— TASK PROMPT —
Search the entries below for the word "under" and copy each line that has it.

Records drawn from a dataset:
// Copyright 2025 the chassis authors
//
// Licensed under the Apache License, Version 2.0 (the "License");
// you may not use this file except in compliance with the License.
// You may obtain a copy of the License at
//
//     http://www.apache.org/licenses/LICENSE-2.0
//
// Unless required by applicable law or agreed to in writing, software
// distributed under the License is distributed on an "AS IS" BASIS,
// WITHOUT WARRANTIES OR CONDITIONS OF ANY KIND, either express or implied.
// See the License for the specific language governing permissions and
// limitations under the License.

use crate::pool::Reference;
use std::any::Any;

/// Pool-assigned unique identifier of a task.
pub type TaskSerialId = u64;

/// Priority used when a task does not set one explicitly.
pub const DEFAULT_TASK_PRIORITY: i32 = 0;

/// The bookkeeping every task carries: serial id, tag, priority, user
/// data, and the completion flag.
///
/// Embed one in each concrete task type and expose it through [`Task`].
/// The serial id is assigned by the owning pool when the task is added;
/// everything else belongs to the caller.
#[derive(Default)]
pub struct TaskBase {
    serial_id: TaskSerialId,
    tag: Option<String>,
    priority: i32,
    user_data: Option<Box<dyn Any + Send>>,
    done: bool,
}

impl TaskBase {
    /// The pool-assigned serial id, or 0 before the task is added.
    #[must_use]
    pub fn serial_id(&self) -> TaskSerialId {
        self.serial_id
    }

    pub(crate) fn set_serial_id(&mut self, id: TaskSerialId) {
        self.serial_id = id;
    }

    /// The optional caller-supplied tag.
    #[must_use]
    pub fn tag(&self) -> Option<&str> {
        self.tag.as_deref()
    }

    /// Sets the tag used by tag-based lookups and removal.
    pub fn set_tag(&mut self, tag: Option<String>) {
        self.tag = tag;
    }

    /// The scheduling priority; higher starts earlier.
    #[must_use]
    pub fn priority(&self) -> i32 {
        self.priority
    }

    /// Sets the scheduling priority. Must be set before the task is
    /// added; the pool does not re-sort on later changes.
    pub fn set_priority(&mut self, priority: i32) {
        self.priority = priority;
    }

    /// Attaches opaque user data carried alongside the task.
    pub fn set_user_data(&mut self, data: Option<Box<dyn Any + Send>>) {
        self.user_data = data;
    }

    /// Borrows the attached user data, if any.
    #[must_use]
    pub fn user_data(&self) -> Option<&(dyn Any + Send)> {
        self.user_data.as_deref()
    }

    /// Takes the attached user data out of the task.
    pub fn take_user_data(&mut self) -> Option<Box<dyn Any + Send>> {
        self.user_data.take()
    }

    /// Whether the task has finished. A done working task is swept by the
    /// pool on its next update.
    #[must_use]
    pub fn is_done(&self) -> bool {
        self.done
    }

    /// Marks the task finished.
    pub fn mark_done(&mut self) {
        self.done = true;
    }

    /// Resets every field to its freshly-constructed state.
    pub fn clear(&mut self) {
        self.serial_id = 0;
        self.tag = None;
        self.priority = DEFAULT_TASK_PRIORITY;
        self.user_data = None;
        self.done = false;
    }
}

/// A schedulable unit of work owned by a [`TaskPool`](crate::task::TaskPool)
/// from add until completion or removal, then released back to the
/// reference pool.
pub trait Task: Reference {
    /// The task's shared bookkeeping.
    fn base(&self) -> &TaskBase;

    /// Mutable access to the shared bookkeeping.
    fn base_mut(&mut self) -> &mut TaskBase;
}

#[cfg(test)]
mod tests {
    use super::*;

    #[test]
    fn clear_restores_fresh_state() {
        let mut base = TaskBase::default();
        base.set_serial_id(42);
        base.set_tag(Some("load".to_string()));
        base.set_priority(7);
        base.set_user_data(Some(Box::new(3usize)));
        base.mark_done();

        base.clear();
        assert_eq!(base.serial_id(), 0);
        assert_eq!(base.tag(), None);
        assert_eq!(base.priority(), DEFAULT_TASK_PRIORITY);
        assert!(base.user_data().is_none());
        assert!(!base.is_done());
    }
}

— RESULT —
// Licensed under the Apache License, Version 2.0 (the "License");
// distributed under the License is distributed on an "AS IS" BASIS,
// limitations under the License.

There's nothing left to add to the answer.